Three young men who have been tied to Islamic extremism in the past three years all grew up in a small town in Norway’s northernmost county of Finnmark. They had all arrived in Norway as asylum seekers from former Soviet republics in the Caucasus and Central Asia, areas that have spawned several others who have carried out terrorist attacks abroad, most recently in Stockholm.
It was just a day after the Stockholm attack, carried out by a man from Uzbekistan, that a 17-year-old from Vadsø in Northern Norway set off a bomb scare in Oslo last week. The young terror suspect now in custody in Oslo, after he was found in possession of an explosive device, is the latest to have grown up in Vadsø. It’s a town of less than 6,000 inhabitants on the scenic coast of the Varangerfjord. Vadsø has a long history of immigration, mostly from Finland, and has taken in scores of refugees in recent years. Newspaper Aftenposten reported that during the past three years alone, Vadsø has also taken in 91 young asylum seekers who arrived in Norway on their own.
Now questions are rising over how well the recent arrivals are being integrated. The 17-year-old terror suspect arrived at the age of 10 with his father, mother and siblings, all of them Russian citizens from the Caucasus. He attended Norwegian schools and became fluent in Norwegian, but nonetheless began showing enough signs of interest in the terrorist organization ISIL that worried acquaintances contacted authorities.

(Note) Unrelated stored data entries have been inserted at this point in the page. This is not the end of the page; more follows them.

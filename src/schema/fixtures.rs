//! Legacy stores and row assertions shared by the migration tests.

use crate::database::{self, StoredRow};
use crate::json_compare;
use crate::migration;
use rusqlite::{params, Connection};
use std::path::Path;

use super::rows::{self, Columns, KeymapRow};

const META_SQL: &str = r#"
CREATE TABLE meta (
    key TEXT PRIMARY KEY,
    value TEXT NOT NULL
);
"#;

const KEYMAPS_V1_SQL: &str = r#"
CREATE TABLE keymaps (
    id INTEGER PRIMARY KEY AUTOINCREMENT NOT NULL,
    trigger_list TEXT NOT NULL,
    flags INTEGER NOT NULL,
    is_enabled INTEGER NOT NULL,
    action_type TEXT,
    action_data TEXT,
    action_extras TEXT
);
"#;

const KEYMAPS_V2_SQL: &str = r#"
CREATE TABLE keymaps (
    id INTEGER PRIMARY KEY AUTOINCREMENT NOT NULL,
    trigger TEXT NOT NULL,
    action_list TEXT NOT NULL,
    constraint_list TEXT NOT NULL,
    constraint_mode INTEGER NOT NULL,
    flags INTEGER NOT NULL,
    folder_name TEXT,
    is_enabled INTEGER NOT NULL
);
"#;

const KEYMAPS_V9_SQL: &str = r#"
CREATE TABLE keymaps (
    id INTEGER PRIMARY KEY AUTOINCREMENT NOT NULL,
    trigger TEXT NOT NULL,
    action_list TEXT NOT NULL,
    constraint_list TEXT NOT NULL,
    constraint_mode INTEGER NOT NULL,
    flags INTEGER NOT NULL,
    folder_name TEXT,
    is_enabled INTEGER NOT NULL,
    uid TEXT NOT NULL
);

CREATE UNIQUE INDEX index_keymaps_uid ON keymaps (uid);
"#;

/// An in-memory store with the `keymaps` table as it was at `version`.
pub fn legacy_connection(version: u32) -> Connection {
    let conn = Connection::open_in_memory().unwrap();
    init_legacy(&conn, version);
    conn
}

/// Same as `legacy_connection`, stored in a file at `path`.
pub fn legacy_file(path: &Path, version: u32) -> Connection {
    let conn = Connection::open(path).unwrap();
    init_legacy(&conn, version);
    conn
}

fn init_legacy(conn: &Connection, version: u32) {
    conn.execute_batch(META_SQL).unwrap();
    conn.execute(
        "INSERT INTO meta (key, value) VALUES ('schema_version', ?)",
        [version.to_string()],
    )
    .unwrap();

    let keymaps_sql = match version {
        1 => KEYMAPS_V1_SQL,
        2..=8 => KEYMAPS_V2_SQL,
        _ => KEYMAPS_V9_SQL,
    };
    conn.execute_batch(keymaps_sql).unwrap();
}

pub fn insert_v1(conn: &Connection, id: i64, trigger_list: &str, flags: i64, action: Option<(&str, &str, &str)>) {
    conn.execute(
        "INSERT INTO keymaps (id, trigger_list, flags, is_enabled, action_type, action_data, action_extras)
         VALUES (?, ?, ?, 1, ?, ?, ?)",
        params![
            id,
            trigger_list,
            flags,
            action.map(|a| a.0),
            action.map(|a| a.1),
            action.map(|a| a.2),
        ],
    )
    .unwrap();
}

/// Insert a version 2–8 row with default constraint mode, no folder, enabled.
pub fn insert_keymap(conn: &Connection, id: i64, trigger: &str, action_list: &str, constraint_list: &str, flags: i64) {
    conn.execute(
        "INSERT INTO keymaps (id, trigger, action_list, constraint_list, constraint_mode, flags, folder_name, is_enabled)
         VALUES (?, ?, ?, ?, 1, ?, NULL, 1)",
        params![id, trigger, action_list, constraint_list, flags],
    )
    .unwrap();
}

/// Insert a version 9+ row with no constraints, no keymap flags, enabled.
pub fn insert_keymap_with_uid(
    conn: &Connection,
    id: i64,
    trigger: &str,
    action_list: &str,
    folder_name: &str,
    uid: &str,
) {
    conn.execute(
        "INSERT INTO keymaps (id, trigger, action_list, constraint_list, constraint_mode, flags, folder_name, is_enabled, uid)
         VALUES (?, ?, ?, '[]', 1, 0, ?, 1, ?)",
        params![id, trigger, action_list, folder_name, uid],
    )
    .unwrap();
}

pub fn keymap_row(id: i64, trigger: &str, action_list: &str, flags: i64) -> KeymapRow {
    KeymapRow {
        id,
        trigger: trigger.to_owned(),
        action_list: action_list.to_owned(),
        constraint_list: "[]".to_owned(),
        constraint_mode: 1,
        flags,
        folder_name: None,
        is_enabled: true,
        uid: None,
    }
}

pub fn snapshot(conn: &Connection) -> Vec<StoredRow> {
    database::query_all(conn, "keymaps").unwrap()
}

pub fn stored_version(conn: &Connection) -> u32 {
    migration::read_schema_version(conn).unwrap().unwrap()
}

/// The expected state of one row after a migration.
pub struct Expected {
    id: i64,
    trigger: String,
    action_list: String,
    constraint_list: String,
    constraint_mode: i64,
    flags: i64,
    folder_name: Option<String>,
    uid: Option<String>,
}

impl Expected {
    pub fn v2(
        id: i64,
        trigger: &str,
        action_list: &str,
        constraint_list: &str,
        constraint_mode: i64,
        flags: i64,
        folder_name: Option<&str>,
    ) -> Self {
        Expected {
            id,
            trigger: trigger.to_owned(),
            action_list: action_list.to_owned(),
            constraint_list: constraint_list.to_owned(),
            constraint_mode,
            flags,
            folder_name: folder_name.map(str::to_owned),
            uid: None,
        }
    }

    #[allow(clippy::too_many_arguments)]
    pub fn v9(
        id: i64,
        trigger: &str,
        action_list: &str,
        constraint_list: &str,
        constraint_mode: i64,
        flags: i64,
        folder_name: Option<&str>,
        uid: &str,
    ) -> Self {
        Expected {
            uid: Some(uid.to_owned()),
            ..Self::v2(id, trigger, action_list, constraint_list, constraint_mode, flags, folder_name)
        }
    }
}

/// Assert the store holds exactly `expected`, comparing JSON columns structurally.
pub fn assert_keymaps(conn: &Connection, expected: &[Expected]) {
    let columns = if expected.iter().any(|e| e.uid.is_some()) {
        Columns::WithUid
    } else {
        Columns::Base
    };
    let actual = rows::load_keymaps(conn, columns).unwrap();

    assert_eq!(actual.len(), expected.len(), "row count doesn't match");

    for (index, (actual, expected)) in actual.iter().zip(expected).enumerate() {
        assert_eq!(actual.id, expected.id, "id at row {}", index);
        assert_eq!(actual.constraint_mode, expected.constraint_mode, "constraint_mode at row {}", index);
        assert_eq!(actual.flags, expected.flags, "flags at row {}", index);
        assert_eq!(actual.folder_name, expected.folder_name, "folder_name at row {}", index);
        assert!(actual.is_enabled, "is_enabled at row {}", index);
        if expected.uid.is_some() {
            assert_eq!(actual.uid, expected.uid, "uid at row {}", index);
        }

        for (column, actual_json, expected_json) in [
            ("trigger", &actual.trigger, &expected.trigger),
            ("action_list", &actual.action_list, &expected.action_list),
            ("constraint_list", &actual.constraint_list, &expected.constraint_list),
        ] {
            if let Err(mismatch) = json_compare::compare_text(
                expected_json,
                &format!("expected {} at row {}", column, index),
                actual_json,
                &format!("migrated {} at row {}", column, index),
            ) {
                panic!("{}", mismatch);
            }
        }
    }
}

“We took our concerns to the town leadership in Vadso, to the police and to child welfare officials (Barnevernet),” one of the leaders of a martial arts and athletics organization where the 17-year-old was a member told Aftenposten. He criticized a lack of follow-up and programs to keep teenage refugees and young asylum seekers out of trouble.
Vadsø officials defend integration efforts
The 17-year-old reportedly was an acquaintance of two other refugees from Chechenya who worked out at the same athletics organization. Both later traveled to Syria in 2014, allegedly to fight with ISIL. One of them, born in 1993, is believed to have been killed in Syria. The other is believed to still be living, now with a wife and children, in ISIL-controlled areas of Syria.

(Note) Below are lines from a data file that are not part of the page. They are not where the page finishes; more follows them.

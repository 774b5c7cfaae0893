use flexi_logger::Logger;
use log::{debug, error};

use keymapper_db::cli::Cli;
use keymapper_db::config::{Config, CONFIG};
use keymapper_db::KeyMapperError;

fn main() {
    if let Err(err) = run() {
        error!("{:?}", err);
        eprintln!("{}", err);
        std::process::exit(1);
    }
}

fn run() -> Result<(), KeyMapperError> {
    let project_dirs = Config::project_dirs()?;
    let config = CONFIG.get_or_init(|| Config::load_config(&project_dirs));

    // Logs go to stderr so `dump` output stays pipeable.
    let _logger = Logger::try_with_str(config.logging.log_spec())
        .and_then(|logger| logger.start())
        .map_err(|e| KeyMapperError::Error(format!("Failed to start logger: {}", e)))?;

    debug!("Command-line args: {:?}", std::env::args_os().collect::<Vec<_>>());

    Cli::handle_command_line()
}
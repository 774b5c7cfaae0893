/// Schema for a brand new store, at the current schema version.
pub const CREATE_SCHEMA_SQL: &str = r#"
CREATE TABLE IF NOT EXISTS meta (
    key TEXT PRIMARY KEY,
    value TEXT NOT NULL
);

INSERT OR REPLACE INTO meta (key, value) VALUES ('schema_version', '10');

CREATE TABLE IF NOT EXISTS keymaps (
    id INTEGER PRIMARY KEY AUTOINCREMENT NOT NULL,
    trigger TEXT NOT NULL,          -- JSON object: keys, extras, mode, flags
    action_list TEXT NOT NULL,      -- JSON array of actions
    constraint_list TEXT NOT NULL,  -- JSON array of constraints
    constraint_mode INTEGER NOT NULL,
    flags INTEGER NOT NULL,
    folder_name TEXT,
    is_enabled INTEGER NOT NULL,
    uid TEXT NOT NULL
);

CREATE UNIQUE INDEX IF NOT EXISTS index_keymaps_uid ON keymaps (uid);
"#;
pub mod cli;
pub mod config;
pub mod context;
pub mod database;
pub mod error;
pub mod json_compare;
pub mod keymaps;
pub mod migration;
pub mod model;
pub mod schema;

pub use error::KeyMapperError;
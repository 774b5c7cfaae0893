use serde::{Deserialize, Serialize};

/// One element of the version 1 `trigger_list` column.
#[derive(Debug, Clone, PartialEq, Serialize, Deserialize)]
#[serde(deny_unknown_fields)]
pub struct Trigger {
    pub keys: Vec<i64>,
}
use serde::{Deserialize, Serialize};

use super::v2::Extra;

/// A constraint's payload is carried by a typed extra, not a `data` field.
#[derive(Debug, Clone, PartialEq, Serialize, Deserialize)]
#[serde(deny_unknown_fields)]
pub struct Constraint {
    #[serde(rename = "type")]
    pub constraint_type: String,
    pub extras: Vec<Extra>,
}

The 17-year-old allegedly made comments in support of ISIL that prompted leaders of the athletics group to react. Another 18-year-old acquaintance, however, told Aftenposten that he never heard any disturbing remarks from the 17-year-old, who performed well in the athletics organization but moved to Oslo to attend high school.
Vadsø officials defended themselves against criticism that they haven’t done enough to prevent radicalization within the immigrant community in Vadsø. “We have a good apparatus for spotting problems among our immigrant youth,” Vadsø Mayor Hans-Jacob Bønå told Aftenposten. He pointed, for example, to a “contact forum” consisting of representatives from the police, PST (Norway’s police intelligence and anti-terror unit), the town council and the asylum center in Vadsø.
Bønå said he was aware of the concerns around the 17-year-old, who came from the same area of the Caucasus as the two others who left Norway to fight for ISIL. He couldn’t say whether the three were all friends, but stressed that Vadsø officials also are developing a project in cooperation with PST and local police to hinder radicalization and violent extremism.
The 17-year-old continues to deny having anything to do with ISIL or Islamic extremism himself. Asked what he was doing with an explosive device on a Saturday night in downtown Oslo, his defense attorney claimed it was “just a boyish prank.” She said he claimed he was taking the device to an area where there were no people when he was stopped by police. They’d been tipped by an off-duty security guard who spotted the teenager kneeling down behind a parked car with the box containing the explosive device. The security guard has since been hailed by Justice Minister Per-Willy Amundsen for reporting such suspicious activity.
PST and police claim they are taking the incident very seriously and investigating it intensely. PST officials confirmed they were aware that he allegedly had shown extremist attitudes two years ago, when he was just 15. “We have worked in a preventative manner with him,” PST chief Benedicte Bjørnland told Aftenposten. She said PST officials, however, “had no reason to believe that he intended to acquire improvised explosives” that, according to her colleague Signe Aalling, “could have injured people.”
PST, which took over the investigation from Oslo police, now thinks it’s most important to reveal the 17-year-old’s motivations, intentions and whether he was acting alone. “We’re talking about Islamic extremism here,” Bjørnland said. “Our investigation will hopefully reveal whether the police have averted a terrorist attack.”